━━━ Task inputs

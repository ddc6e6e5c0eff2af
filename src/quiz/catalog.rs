use crate::constants::filters::{ALL, ALL_ALIASES, REGION_SEPARATOR};
use crate::errors::QuizError;
use crate::quiz::normalize::group_key;
use serde::{Deserialize, Serialize};
use std::collections::{BTreeMap, BTreeSet, HashMap};
use std::fmt;
use std::path::Path;

#[derive(Debug, Clone, PartialEq, Eq, Serialize)]
pub struct CandidateItem {
    canonical_name: String,
    group_key: String,
    display_group: String,
    filter_tags: Vec<String>,
    alternate_names: Vec<String>,
    #[serde(skip_serializing_if = "Option::is_none")]
    country: Option<String>,
    #[serde(skip_serializing_if = "Option::is_none")]
    population: Option<u64>,
}

impl CandidateItem {
    /// Builds a candidate filed under the first letter of its own name.
    pub fn new(name: &str, filter_tag: &str) -> Result<Self, QuizError> {
        Self::build(name, None, &[filter_tag.to_string()], Vec::new(), None, None)
    }

    pub fn with_alternates<I, S>(mut self, alternates: I) -> Self
    where
        I: IntoIterator<Item = S>,
        S: Into<String>,
    {
        self.alternate_names = alternates
            .into_iter()
            .map(Into::into)
            .filter(|alt: &String| !alt.trim().is_empty())
            .collect();
        self
    }

    fn build(
        name: &str,
        grouping_source: Option<&str>,
        filter_tags: &[String],
        alternate_names: Vec<String>,
        country: Option<String>,
        population: Option<u64>,
    ) -> Result<Self, QuizError> {
        let canonical_name = name.trim();
        if canonical_name.is_empty() {
            return Err(QuizError::invalid_catalog("Candidate name must not be empty"));
        }
        let source = grouping_source
            .map(str::trim)
            .filter(|s| !s.is_empty())
            .unwrap_or(canonical_name);
        let group_key = group_key(source).ok_or_else(|| {
            QuizError::invalid_catalog(format!("Cannot derive a group for {}", canonical_name))
        })?;
        let display_group = source
            .chars()
            .next()
            .map(|c| c.to_uppercase().collect::<String>())
            .unwrap_or_else(|| group_key.clone());

        let mut tags: Vec<String> = Vec::new();
        for tag in filter_tags
            .iter()
            .flat_map(|raw| raw.split(REGION_SEPARATOR))
            .map(str::trim)
            .filter(|tag| !tag.is_empty())
        {
            if !tags.iter().any(|existing| existing == tag) {
                tags.push(tag.to_string());
            }
        }
        if tags.is_empty() {
            return Err(QuizError::invalid_catalog(format!(
                "Candidate {} has no filter tag",
                canonical_name
            )));
        }

        Ok(Self {
            canonical_name: canonical_name.to_string(),
            group_key,
            display_group,
            filter_tags: tags,
            alternate_names: alternate_names
                .into_iter()
                .map(|alt| alt.trim().to_string())
                .filter(|alt| !alt.is_empty())
                .collect(),
            country: country
                .map(|c| c.trim().to_string())
                .filter(|c| !c.is_empty()),
            population,
        })
    }

    pub fn canonical_name(&self) -> &str {
        &self.canonical_name
    }

    pub fn group_key(&self) -> &str {
        &self.group_key
    }

    pub fn display_group(&self) -> &str {
        &self.display_group
    }

    /// Primary region; multi-region candidates list the others in `filter_tags`.
    pub fn filter_tag(&self) -> &str {
        &self.filter_tags[0]
    }

    pub fn filter_tags(&self) -> &[String] {
        &self.filter_tags
    }

    pub fn alternate_names(&self) -> &[String] {
        &self.alternate_names
    }

    /// Country of a city candidate; `None` for countries.
    pub fn country(&self) -> Option<&str> {
        self.country.as_deref()
    }

    pub fn population(&self) -> Option<u64> {
        self.population
    }

    /// Canonical name followed by the alternates, in declaration order.
    pub fn names(&self) -> impl Iterator<Item = &str> {
        std::iter::once(self.canonical_name.as_str())
            .chain(self.alternate_names.iter().map(String::as_str))
    }

    pub fn has_tag(&self, tag: &str) -> bool {
        self.filter_tags.iter().any(|t| t == tag)
    }
}

#[derive(Debug, Clone, PartialEq, Eq, Hash, PartialOrd, Ord)]
pub enum Filter {
    All,
    Tag(String),
}

impl Filter {
    pub fn parse(raw: &str) -> Self {
        let trimmed = raw.trim();
        let lowered = trimmed.to_lowercase();
        if trimmed.is_empty() || ALL_ALIASES.contains(&lowered.as_str()) {
            Filter::All
        } else {
            Filter::Tag(trimmed.to_string())
        }
    }

    pub fn tag(tag: impl Into<String>) -> Self {
        Filter::parse(&tag.into())
    }

    pub fn as_tag(&self) -> &str {
        match self {
            Filter::All => ALL,
            Filter::Tag(tag) => tag,
        }
    }

    pub fn is_all(&self) -> bool {
        matches!(self, Filter::All)
    }
}

impl Default for Filter {
    fn default() -> Self {
        Filter::All
    }
}

impl fmt::Display for Filter {
    fn fmt(&self, f: &mut fmt::Formatter<'_>) -> fmt::Result {
        f.write_str(self.as_tag())
    }
}

/// One catalog entry. Country lists use `name`/`continent`/`letter`; city
/// lists use `Stadt`/`Land`/`Kontinent`/`Einwohner`.
#[derive(Debug, Clone, Deserialize)]
pub struct SourceRecord {
    #[serde(alias = "canonicalName", alias = "canonical_name", alias = "Stadt")]
    pub name: String,
    #[serde(default, alias = "letter", alias = "groupingSourceChar")]
    pub grouping_source_char: Option<String>,
    #[serde(alias = "continent", alias = "filterTag", alias = "Kontinent")]
    pub filter_tag: String,
    #[serde(default, alias = "Land")]
    pub country: Option<String>,
    #[serde(default, alias = "Einwohner")]
    pub population: Option<u64>,
    #[serde(default, alias = "alternatives", alias = "alternateNames")]
    pub alternate_names: Option<Vec<String>>,
}

impl SourceRecord {
    pub fn into_candidate(self) -> Result<CandidateItem, QuizError> {
        CandidateItem::build(
            &self.name,
            self.grouping_source_char.as_deref(),
            &[self.filter_tag],
            self.alternate_names.unwrap_or_default(),
            self.country,
            self.population,
        )
    }
}

#[derive(Debug, Deserialize)]
struct CatalogDocument {
    items: Vec<SourceRecord>,
    #[serde(default)]
    composite_filters: BTreeMap<String, Vec<String>>,
}

#[derive(Debug, Deserialize)]
#[serde(untagged)]
enum CatalogFile {
    Items(Vec<SourceRecord>),
    Document(CatalogDocument),
}

/// Immutable candidate set with lookup by canonical name and filter resolution.
#[derive(Debug, Clone, Default)]
pub struct Catalog {
    items: Vec<CandidateItem>,
    index: HashMap<String, usize>,
    composites: BTreeMap<String, Vec<String>>,
}

impl Catalog {
    pub fn new(items: Vec<CandidateItem>) -> Result<Self, QuizError> {
        let mut index = HashMap::with_capacity(items.len());
        for (pos, item) in items.iter().enumerate() {
            if index.insert(item.canonical_name.clone(), pos).is_some() {
                return Err(QuizError::invalid_catalog(format!(
                    "Duplicate candidate name: {}",
                    item.canonical_name
                ))
                .with_hint("Canonical names must be unique; list extra regions as \"A/B\""));
            }
        }
        Ok(Self {
            items,
            index,
            composites: BTreeMap::new(),
        })
    }

    /// Declares a filter tag that stands for the union of other tags.
    pub fn with_composite<I, S>(mut self, name: &str, members: I) -> Result<Self, QuizError>
    where
        I: IntoIterator<Item = S>,
        S: Into<String>,
    {
        let name = name.trim();
        if matches!(Filter::parse(name), Filter::All) {
            return Err(QuizError::invalid_catalog(format!(
                "Composite filter name is reserved: {}",
                name
            )));
        }
        let members: Vec<String> = members
            .into_iter()
            .map(Into::into)
            .map(|m: String| m.trim().to_string())
            .filter(|m| !m.is_empty())
            .collect();
        if members.is_empty() {
            return Err(QuizError::invalid_catalog(format!(
                "Composite filter {} has no members",
                name
            )));
        }
        self.composites.insert(name.to_string(), members);
        Ok(self)
    }

    pub fn from_records(records: Vec<SourceRecord>) -> Result<Self, QuizError> {
        let items = records
            .into_iter()
            .map(SourceRecord::into_candidate)
            .collect::<Result<Vec<_>, _>>()?;
        Self::new(items)
    }

    pub fn from_json_str(raw: &str) -> Result<Self, QuizError> {
        let parsed: CatalogFile = serde_json::from_str(raw).map_err(|err| {
            QuizError::invalid_catalog(format!("Failed to parse catalog: {}", err))
        })?;
        match parsed {
            CatalogFile::Items(records) => Self::from_records(records),
            CatalogFile::Document(doc) => {
                let mut catalog = Self::from_records(doc.items)?;
                for (name, members) in doc.composite_filters {
                    catalog = catalog.with_composite(&name, members)?;
                }
                Ok(catalog)
            }
        }
    }

    pub fn load(path: &Path) -> Result<Self, QuizError> {
        let raw = std::fs::read_to_string(path).map_err(|err| {
            if err.kind() == std::io::ErrorKind::NotFound {
                QuizError::not_found(format!("Catalog file not found: {}", path.display()))
                    .with_hint("Pass --catalog or set GEOQUIZ_CATALOG_PATH")
            } else {
                QuizError::io(format!("Failed to read catalog {}: {}", path.display(), err))
            }
        })?;
        Self::from_json_str(&raw)
    }

    pub fn len(&self) -> usize {
        self.items.len()
    }

    pub fn is_empty(&self) -> bool {
        self.items.is_empty()
    }

    pub fn get(&self, canonical_name: &str) -> Option<&CandidateItem> {
        self.index.get(canonical_name).map(|&pos| &self.items[pos])
    }

    pub fn contains(&self, canonical_name: &str) -> bool {
        self.index.contains_key(canonical_name)
    }

    pub fn in_filter(&self, item: &CandidateItem, filter: &Filter) -> bool {
        match filter {
            Filter::All => true,
            Filter::Tag(tag) => match self.composites.get(tag) {
                Some(members) => members.iter().any(|m| item.has_tag(m)),
                None => item.has_tag(tag),
            },
        }
    }

    pub fn filter_items<'a>(
        &'a self,
        filter: &'a Filter,
    ) -> impl Iterator<Item = &'a CandidateItem> + 'a {
        self.items
            .iter()
            .filter(move |item| self.in_filter(item, filter))
    }

    /// Candidates of `group` under `filter`, in catalog order.
    pub fn group_items<'a>(
        &'a self,
        group: &'a str,
        filter: &'a Filter,
    ) -> impl Iterator<Item = &'a CandidateItem> + 'a {
        self.filter_items(filter)
            .filter(move |item| item.group_key == group)
    }

    /// Sorted group keys that hold at least one candidate under `filter`.
    pub fn groups(&self, filter: &Filter) -> Vec<String> {
        self.filter_items(filter)
            .map(|item| item.group_key.clone())
            .collect::<BTreeSet<_>>()
            .into_iter()
            .collect()
    }

    /// `All`, then composites, then plain tags in first-seen order.
    pub fn filters(&self) -> Vec<Filter> {
        let mut out = vec![Filter::All];
        out.extend(self.composites.keys().map(|name| Filter::Tag(name.clone())));
        for tag in self.items.iter().flat_map(|item| item.filter_tags.iter()) {
            let filter = Filter::Tag(tag.clone());
            if !out.contains(&filter) {
                out.push(filter);
            }
        }
        out
    }

    pub fn knows_filter(&self, filter: &Filter) -> bool {
        match filter {
            Filter::All => true,
            Filter::Tag(tag) => {
                self.composites.contains_key(tag) || self.items.iter().any(|i| i.has_tag(tag))
            }
        }
    }

    /// Next non-empty group after `current` under `filter`, wrapping around.
    pub fn next_group(&self, current: &str, filter: &Filter) -> Option<String> {
        let groups = self.groups(filter);
        groups
            .iter()
            .find(|group| group.as_str() > current)
            .or_else(|| groups.first())
            .cloned()
    }
}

━━━━━━

How to complete this task - Above are the records; from them, give again exactly the lines from the one containing "if err.kind() == std::io::ErrorKind::NotFound" through the one containing "let mut out = vec![Filter::All];", both included.

Exercise solution -
            if err.kind() == std::io::ErrorKind::NotFound {
                QuizError::not_found(format!("Catalog file not found: {}", path.display()))
                    .with_hint("Pass --catalog or set GEOQUIZ_CATALOG_PATH")
            } else {
                QuizError::io(format!("Failed to read catalog {}: {}", path.display(), err))
            }
        })?;
        Self::from_json_str(&raw)
    }

    pub fn len(&self) -> usize {
        self.items.len()
    }

    pub fn is_empty(&self) -> bool {
        self.items.is_empty()
    }

    pub fn get(&self, canonical_name: &str) -> Option<&CandidateItem> {
        self.index.get(canonical_name).map(|&pos| &self.items[pos])
    }

    pub fn contains(&self, canonical_name: &str) -> bool {
        self.index.contains_key(canonical_name)
    }

    pub fn in_filter(&self, item: &CandidateItem, filter: &Filter) -> bool {
        match filter {
            Filter::All => true,
            Filter::Tag(tag) => match self.composites.get(tag) {
                Some(members) => members.iter().any(|m| item.has_tag(m)),
                None => item.has_tag(tag),
            },
        }
    }

    pub fn filter_items<'a>(
        &'a self,
        filter: &'a Filter,
    ) -> impl Iterator<Item = &'a CandidateItem> + 'a {
        self.items
            .iter()
            .filter(move |item| self.in_filter(item, filter))
    }

    /// Candidates of `group` under `filter`, in catalog order.
    pub fn group_items<'a>(
        &'a self,
        group: &'a str,
        filter: &'a Filter,
    ) -> impl Iterator<Item = &'a CandidateItem> + 'a {
        self.filter_items(filter)
            .filter(move |item| item.group_key == group)
    }

    /// Sorted group keys that hold at least one candidate under `filter`.
    pub fn groups(&self, filter: &Filter) -> Vec<String> {
        self.filter_items(filter)
            .map(|item| item.group_key.clone())
            .collect::<BTreeSet<_>>()
            .into_iter()
            .collect()
    }

    /// `All`, then composites, then plain tags in first-seen order.
    pub fn filters(&self) -> Vec<Filter> {
        let mut out = vec![Filter::All];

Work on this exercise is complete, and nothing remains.